No entanto, a importância geopolítica do Novo Banco de Desenvolvimento coloca a instituição em uma posição única no sistema internacional, cuja relevância só tende a crescer.
“O banco acabou ganhando relevância em um ambiente geopolítico internacional cada vez mais competitivo”, disse o professor de Economia da Universidade Presbiteriana Mackenzie Milton Pignatari. “Ele não só de fato se estabeleceu como uma alternativa para os países em desenvolvimento, mas também teve seu papel reconhecido pelas estruturas mais tradicionais.”
A vinculação do Novo Banco de Desenvolvimento ao fórum BRICS também fortalece sua relevância geopolítica. Apesar de ter sido criado pelos membros fundadores do BRICS, o Novo Banco de Desenvolvimento é uma estrutura separada, que conta com países-membros de fora do bloco, como Uruguai e Bangladesh.
“O banco não tem ‘BRICS’ no nome justamente porque tem vocação para se expandir”, notou De Conti. “O banco é chamado de ‘novo’ porque foi criado pelo Sul Global, […] por países não completamente alinhados à hegemonia dos EUA. É ‘novo’ porque nasceu em teoria para financiamento de investimento verde.”
A relevância geopolítica do banco o coloca em posição privilegiada para promover temas difíceis, como a reforma do sistema de governança financeira global. Estabelecido no período pós-Segunda Guerra Mundial na Conferência de Bretton Woods, este sistema é associado a instituições como o Banco Mundial e o Fundo Monetário Internacional e está centrado no uso de uma moeda hegemônica: o dólar.
“Está cada vez mais clara a necessidade de reforma do sistema financeiro internacional, e o banco do BRICS pode ter um papel nisso”, acredita De Conti. “O banco já inova ao propor uma estrutura de governança simétrica: os cinco membros do BRICS originais têm o mesmo poder de voto, enquanto no FMI os EUA têm de longe o maior poder de voto e veto.”
Ao contrário de seus pares de Bretton Woods, o Novo Banco de Desenvolvimento tampouco impõe pacotes amplos de condicionalidades aos países que recebem recursos.
“O crédito do FMI vem com um pacote de recomendações, que vão desde a implementação de medidas de austeridade fiscal, até reformas no sistema previdenciário e no mercado de trabalho”, disse De Conti. “As instituições de Bretton Woods são muito mais interventoras, elas tentam impor um certo modelo econômico que o Banco do BRICS não tenta impor.”
Mas os obstáculos para a implementação de um sistema financeiro internacional mais justo são significativos. A meta de concessão de créditos exclusivamente em moeda local para que o banco escape da armadilha do dólar, por exemplo, não deve ser atingida no curto e médio prazo.

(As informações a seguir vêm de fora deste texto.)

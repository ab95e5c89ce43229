// One logical relay connection with bounded exponential-backoff reconnection.
//
// `ReconnectingConnection` owns the `ConnectionState` and is the only thing
// that changes it. It is a plain state machine: it never sleeps or spawns.
// The runtime feeds it transport events and the current time, asks it for its
// next deadline, and calls `poll_timers` when that deadline passes. That keeps
// the retry schedule fully deterministic under test.
//
// State machine:
// - `connect()` (explicit): resets the attempt counter, cancels any pending
//   retry, moves to `Connecting`, and asks the transport to open. If the
//   transport cannot even build the request, the state goes straight to
//   `Error` with no retry.
// - `Opened`: moves to `Connected`, resets the counter, sends `join`.
// - `Closed` (not after `disconnect()`): while attempts < max, increments the
//   counter and schedules a single retry `base * 2^(n - 1)` later in state
//   `Connecting`; otherwise moves to `Error` and schedules nothing.
// - Retry deadline: re-opens unless the state has become `Disconnected`. A
//   retry whose open is refused counts as another failed attempt.
// - `disconnect()`: clears the retry deadline, moves to `Disconnected`, sends
//   `leave` if connected, closes the socket, and bumps the epoch so anything
//   still in flight from the old socket is ignored.
//
// State changes and decoded inbound messages queue up as `ConnectionEvent`s
// in arrival order; the coordinator drains them after every call.
//
// See also: `transport.rs` for the epoch-tagged event stream, `config.rs` for
// the backoff policy, `coordinator.rs` for the consumer.

use std::collections::VecDeque;
use std::time::Instant;

use jam_protocol::codec;
use jam_protocol::message::{JamMessage, MessageBody};
use jam_protocol::types::{ConnectionState, ParticipantId, SessionCode};
use tracing::{debug, info, trace, warn};

use crate::config::SyncConfig;
use crate::now_millis;
use crate::transport::{Transport, TransportEvent, TransportEventKind};

/// Output of the connection, drained by the coordinator.
#[derive(Clone, Debug, PartialEq)]
pub enum ConnectionEvent {
    StateChanged(ConnectionState),
    Message(JamMessage),
}

/// Who this connection joins as. Fixed for the connection's lifetime.
#[derive(Clone, Debug)]
pub struct JoinInfo {
    pub code: SessionCode,
    pub participant_id: ParticipantId,
    pub name: String,
    pub is_host: bool,
}

pub struct ReconnectingConnection<T: Transport> {
    transport: T,
    config: SyncConfig,
    join: JoinInfo,
    state: ConnectionState,
    /// Failed attempts since the last successful open.
    attempts: u32,
    /// Tag of the socket we are currently waiting on.
    epoch: u64,
    /// Whether the transport holds a socket (opening or open).
    socket_live: bool,
    retry_at: Option<Instant>,
    events: VecDeque<ConnectionEvent>,
}

impl<T: Transport> ReconnectingConnection<T> {
    pub fn new(transport: T, config: SyncConfig, join: JoinInfo) -> Self {
        Self {
            transport,
            config,
            join,
            state: ConnectionState::Disconnected,
            attempts: 0,
            epoch: 0,
            socket_live: false,
            retry_at: None,
            events: VecDeque::new(),
        }
    }

    pub fn state(&self) -> ConnectionState {
        self.state
    }

    pub fn is_connected(&self) -> bool {
        self.state == ConnectionState::Connected
    }

    pub fn attempts(&self) -> u32 {
        self.attempts
    }

    pub fn epoch(&self) -> u64 {
        self.epoch
    }

    /// Pending retry deadline, if one is scheduled.
    pub fn next_deadline(&self) -> Option<Instant> {
        self.retry_at
    }

    pub fn join_info(&self) -> &JoinInfo {
        &self.join
    }

    /// Open (or re-open) the connection on explicit request. No-op while
    /// connected or while an open is already in flight. The handshake has no
    /// timeout of its own, so a relay that accepts TCP and then stays silent
    /// keeps the connection in `Connecting` until the OS gives up on the
    /// socket; call `disconnect()` first to abandon such an open.
    pub fn connect(&mut self) {
        let opening = self.state == ConnectionState::Connecting && self.retry_at.is_none();
        if self.state == ConnectionState::Connected || (opening && self.socket_live) {
            trace!(state = %self.state, "connect ignored");
            return;
        }

        self.retry_at = None;
        self.attempts = 0;
        self.set_state(ConnectionState::Connecting);
        if let Err(e) = self.open_socket() {
            warn!(session = %self.join.code, error = %e, "cannot open relay connection");
            self.set_state(ConnectionState::Error);
        }
    }

    /// Best-effort send. Dropped silently unless connected.
    pub fn send(&mut self, message: &JamMessage) {
        if !self.is_connected() {
            trace!(kind = message.body.kind(), state = %self.state, "not connected, dropping");
            return;
        }
        self.transmit(message);
    }

    /// Stop for good: cancel retries, say goodbye if possible, close the
    /// socket. Safe to call repeatedly.
    pub fn disconnect(&mut self) {
        self.retry_at = None;
        let was_connected = self.is_connected();
        self.set_state(ConnectionState::Disconnected);

        if self.socket_live {
            if was_connected {
                let leave = JamMessage::new(
                    self.join.participant_id.clone(),
                    now_millis(),
                    MessageBody::Leave,
                );
                self.transmit(&leave);
            }
            self.transport.close();
            self.socket_live = false;
            info!(session = %self.join.code, "disconnected from relay");
        }
        self.epoch += 1;
    }

    /// Feed one transport event. Events from older sockets are ignored.
    pub fn handle_transport_event(&mut self, event: TransportEvent, now: Instant) {
        if event.epoch != self.epoch {
            trace!(event_epoch = event.epoch, epoch = self.epoch, "stale transport event");
            return;
        }

        match event.kind {
            TransportEventKind::Opened => {
                self.attempts = 0;
                self.set_state(ConnectionState::Connected);
                let join = JamMessage::new(
                    self.join.participant_id.clone(),
                    now_millis(),
                    MessageBody::Join {
                        name: self.join.name.clone(),
                        is_host: self.join.is_host,
                    },
                );
                self.transmit(&join);
            }
            TransportEventKind::Message(text) => match codec::decode(&text) {
                Ok(message) => self.events.push_back(ConnectionEvent::Message(message)),
                Err(e) => debug!(error = %e, "dropping undecodable frame"),
            },
            TransportEventKind::Closed => {
                self.socket_live = false;
                self.handle_drop(now);
            }
        }
    }

    /// Fire the retry timer if it is due.
    pub fn poll_timers(&mut self, now: Instant) {
        let Some(retry_at) = self.retry_at else {
            return;
        };
        if now < retry_at {
            return;
        }
        self.retry_at = None;
        if self.state == ConnectionState::Disconnected {
            return;
        }

        debug!(session = %self.join.code, attempt = self.attempts, "retrying relay connection");
        if let Err(e) = self.open_socket() {
            warn!(attempt = self.attempts, error = %e, "retry could not open socket");
            self.handle_drop(now);
        }
    }

    /// Take everything queued since the last drain, oldest first.
    pub fn drain_events(&mut self) -> Vec<ConnectionEvent> {
        self.events.drain(..).collect()
    }

    /// Socket lost or never opened: schedule the next retry or give up.
    fn handle_drop(&mut self, now: Instant) {
        if self.state == ConnectionState::Disconnected {
            return;
        }

        let attempt = self.attempts.saturating_add(1);
        let delay = self.config.reconnect_delay(attempt);
        // A delay past the end of `Instant` can never fire; treat it as exhausted.
        let retry_at = if self.attempts < self.config.max_reconnect_attempts {
            now.checked_add(delay)
        } else {
            None
        };

        match retry_at {
            Some(retry_at) => {
                self.attempts = attempt;
                warn!(
                    session = %self.join.code,
                    attempt,
                    delay_ms = delay.as_millis() as u64,
                    "relay connection lost, scheduling retry"
                );
                self.set_state(ConnectionState::Connecting);
                self.retry_at = Some(retry_at);
            }
            None => {
                warn!(
                    session = %self.join.code,
                    attempts = self.attempts,
                    "reconnect attempts exhausted"
                );
                self.retry_at = None;
                self.set_state(ConnectionState::Error);
            }
        }
    }

    fn open_socket(&mut self) -> crate::error::Result<()> {
        let url = self.config.relay_url(
            &self.join.code,
            &self.join.participant_id,
            &self.join.name,
            self.join.is_host,
        )?;
        self.epoch += 1;
        self.transport.open(&url, self.epoch)?;
        self.socket_live = true;
        debug!(session = %self.join.code, epoch = self.epoch, "opening relay socket");
        Ok(())
    }

    fn transmit(&mut self, message: &JamMessage) {
        let text = match codec::encode(message) {
            Ok(text) => text,
            Err(e) => {
                warn!(kind = message.body.kind(), error = %e, "cannot encode message");
                return;
            }
        };
        if let Err(e) = self.transport.send(text) {
            debug!(kind = message.body.kind(), error = %e, "send failed");
        }
    }

    fn set_state(&mut self, state: ConnectionState) {
        if self.state == state {
            return;
        }
        debug!(from = %self.state, to = %state, "connection state");
        self.state = state;
        self.events.push_back(ConnectionEvent::StateChanged(state));
    }
}
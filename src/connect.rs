//! Transport establishment: TCP, and TLS via rustls.

use std::fmt;
use std::fs::File;
use std::io::{self, BufReader};
use std::path::Path;
use std::pin::Pin;
use std::sync::Arc;
use std::task::{Context, Poll};

use rustls::pki_types::ServerName;
use tokio::io::{AsyncRead, AsyncWrite, ReadBuf};
use tokio::net::TcpStream;
use tokio::time::timeout;
use tokio_rustls::client::TlsStream;
use tokio_rustls::TlsConnector;

use crate::client::ClientOptions;
use crate::error::Error;

/// Transport kind of a connection, part of the connection key.
#[derive(Debug, Clone, Copy, PartialEq, Eq, Hash)]
pub enum Transport {
    Tcp,
    Tls,
}

impl Transport {
    pub fn default_port(self) -> u16 {
        match self {
            Transport::Tcp => 80,
            Transport::Tls => 443,
        }
    }
}

impl fmt::Display for Transport {
    fn fmt(&self, f: &mut fmt::Formatter<'_>) -> fmt::Result {
        match self {
            Transport::Tcp => f.write_str("tcp"),
            Transport::Tls => f.write_str("tls"),
        }
    }
}

/// An established client connection, plain or TLS.
///
/// Handed to the caller on a successful protocol upgrade; until then
/// it is owned by its client task.
pub struct TransportStream {
    inner: Inner,
}

enum Inner {
    Tcp(TcpStream),
    Tls(Box<TlsStream<TcpStream>>),
}

impl fmt::Debug for TransportStream {
    fn fmt(&self, f: &mut fmt::Formatter<'_>) -> fmt::Result {
        match &self.inner {
            Inner::Tcp(stream) => f.debug_tuple("TransportStream").field(stream).finish(),
            Inner::Tls(_) => f.debug_tuple("TransportStream").field(&"tls").finish(),
        }
    }
}

/// Connect to `options.host:options.port`, running the TLS handshake
/// inline for [`Transport::Tls`]. The TCP connect and the TLS
/// handshake are each bounded by `options.connection_timeout`.
pub(crate) async fn connect(options: &ClientOptions) -> Result<TransportStream, Error> {
    let deadline = options.connection_timeout;

    let tcp = timeout(deadline, TcpStream::connect((options.host.as_str(), options.port)))
        .await
        .map_err(|_| connect_timeout())?
        .map_err(|err| Error::ConnectFailed(err.into()))?;

    if options.tcp_nodelay {
        if let Err(err) = tcp.set_nodelay(true) {
            log::debug!(target: "gannet::client", "cannot set TCP_NODELAY: {err}");
        }
    }

    match options.transport {
        Transport::Tcp => Ok(TransportStream {
            inner: Inner::Tcp(tcp),
        }),

        Transport::Tls => {
            let config = tls_client_config(options.ca_certificate_bundle_path.as_deref())?;
            let server_name = ServerName::try_from(options.host.clone())
                .map_err(|err| Error::ConnectFailed(err.into()))?;

            let tls = timeout(deadline, TlsConnector::from(config).connect(server_name, tcp))
                .await
                .map_err(|_| connect_timeout())?
                .map_err(|err| Error::ConnectFailed(err.into()))?;

            Ok(TransportStream {
                inner: Inner::Tls(Box::new(tls)),
            })
        }
    }
}

fn connect_timeout() -> Error {
    Error::ConnectFailed(Box::new(io::Error::new(
        io::ErrorKind::TimedOut,
        "connection timed out",
    )))
}

/// Build the rustls client configuration.
///
/// When a CA bundle path is set, its PEM certificates form the root
/// set; otherwise the bundled webpki roots are used.
fn tls_client_config(ca_bundle: Option<&Path>) -> Result<Arc<rustls::ClientConfig>, Error> {
    let mut roots = rustls::RootCertStore::empty();

    match ca_bundle {
        Some(path) => {
            let file = File::open(path).map_err(|err| {
                Error::ConnectFailed(format!("cannot open CA bundle {path:?}: {err}").into())
            })?;
            let mut reader = BufReader::new(file);
            for cert in rustls_pemfile::certs(&mut reader) {
                let cert = cert.map_err(|err| {
                    Error::ConnectFailed(format!("cannot read CA bundle {path:?}: {err}").into())
                })?;
                roots
                    .add(cert)
                    .map_err(|err| Error::ConnectFailed(err.into()))?;
            }
        }
        None => {
            roots.extend(webpki_roots::TLS_SERVER_ROOTS.iter().cloned());
        }
    }

    let config = rustls::ClientConfig::builder()
        .with_root_certificates(roots)
        .with_no_client_auth();

    Ok(Arc::new(config))
}

impl AsyncRead for TransportStream {
    fn poll_read(
        self: Pin<&mut Self>,
        cx: &mut Context<'_>,
        buf: &mut ReadBuf<'_>,
    ) -> Poll<io::Result<()>> {
        match &mut self.get_mut().inner {
            Inner::Tcp(stream) => Pin::new(stream).poll_read(cx, buf),
            Inner::Tls(stream) => Pin::new(stream.as_mut()).poll_read(cx, buf),
        }
    }
}

impl AsyncWrite for TransportStream {
    fn poll_write(
        self: Pin<&mut Self>,
        cx: &mut Context<'_>,
        buf: &[u8],
    ) -> Poll<io::Result<usize>> {
        match &mut self.get_mut().inner {
            Inner::Tcp(stream) => Pin::new(stream).poll_write(cx, buf),
            Inner::Tls(stream) => Pin::new(stream.as_mut()).poll_write(cx, buf),
        }
    }

    fn poll_flush(self: Pin<&mut Self>, cx: &mut Context<'_>) -> Poll<io::Result<()>> {
        match &mut self.get_mut().inner {
            Inner::Tcp(stream) => Pin::new(stream).poll_flush(cx),
            Inner::Tls(stream) => Pin::new(stream.as_mut()).poll_flush(cx),
        }
    }

    fn poll_shutdown(self: Pin<&mut Self>, cx: &mut Context<'_>) -> Poll<io::Result<()>> {
        match &mut self.get_mut().inner {
            Inner::Tcp(stream) => Pin::new(stream).poll_shutdown(cx),
            Inner::Tls(stream) => Pin::new(stream.as_mut()).poll_shutdown(cx),
        }
    }
}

“Não sou otimista no sentido de dizer que isso é fácil. Existem grandes obstáculos, tanto técnicos, quanto na esfera da economia política. Mas eu acho que é fundamental. Os [membros do] BRICS enquanto enfrentamento da ordem econômica estabelecida têm a obrigação, moral inclusive, de se esforçar nessa direção“, concluiu De Conti.